_About this exercise_.
Within the records below, find the line containing "its work loop.". Reproduce it and each line after it exactly, and nothing else.

━━━ Exercise data

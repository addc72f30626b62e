//! Runtime introspection of operator state.
//!
//! Debugging a merge means asking a live coordinator what it believes:
//! how much demand is outstanding, whether it saw a terminal, how much is
//! buffered. [`Inspect::scan`] answers those questions without touching the
//! hot paths - every attribute maps to a lock-free read.

/// Attributes queryable on the coordinator and on each inner.
#[derive(Debug, Clone, Copy, PartialEq, Eq)]
pub enum Attr {
    /// Whether an upstream is attached.
    Parent,
    /// Whether a downstream is being served.
    Actual,
    /// Demand currently outstanding from the downstream.
    RequestedFromDownstream,
    /// Configured per-inner batch size.
    Prefetch,
    /// Reached a terminal state.
    Terminated,
    /// Downstream cancelled.
    Cancelled,
    /// Pending (not yet delivered) error, rendered as text.
    Error,
    /// Buffered item count, saturating at `u32::MAX`.
    Buffered,
    /// Buffered item count, full width.
    LargeBuffered,
    /// Whether errors are delayed until all sequences finish.
    DelayError,
    /// How the component runs its work loop.
    RunStyle,
}

/// Value of a scanned attribute.
#[derive(Debug, Clone, PartialEq, Eq)]
pub enum AttrValue {
    Flag(bool),
    Count(u64),
    Text(String),
}

impl AttrValue {
    pub fn as_flag(&self) -> Option<bool> {
        match self {
            Self::Flag(b) => Some(*b),
            _ => None,
        }
    }

    pub fn as_count(&self) -> Option<u64> {
        match self {
            Self::Count(n) => Some(*n),
            _ => None,
        }
    }
}

/// Implemented by components that expose their internals for inspection.
pub trait Inspect {
    /// Reads one attribute. `None` means the attribute does not apply to
    /// this component.
    fn scan(&self, attr: Attr) -> Option<AttrValue>;
}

━━━━━━

_Answer space_.
    /// How the component runs its work loop.
    RunStyle,
}

/// Value of a scanned attribute.
#[derive(Debug, Clone, PartialEq, Eq)]
pub enum AttrValue {
    Flag(bool),
    Count(u64),
    Text(String),
}

impl AttrValue {
    pub fn as_flag(&self) -> Option<bool> {
        match self {
            Self::Flag(b) => Some(*b),
            _ => None,
        }
    }

    pub fn as_count(&self) -> Option<u64> {
        match self {
            Self::Count(n) => Some(*n),
            _ => None,
        }
    }
}

/// Implemented by components that expose their internals for inspection.
pub trait Inspect {
    /// Reads one attribute. `None` means the attribute does not apply to
    /// this component.
    fn scan(&self, attr: Attr) -> Option<AttrValue>;
}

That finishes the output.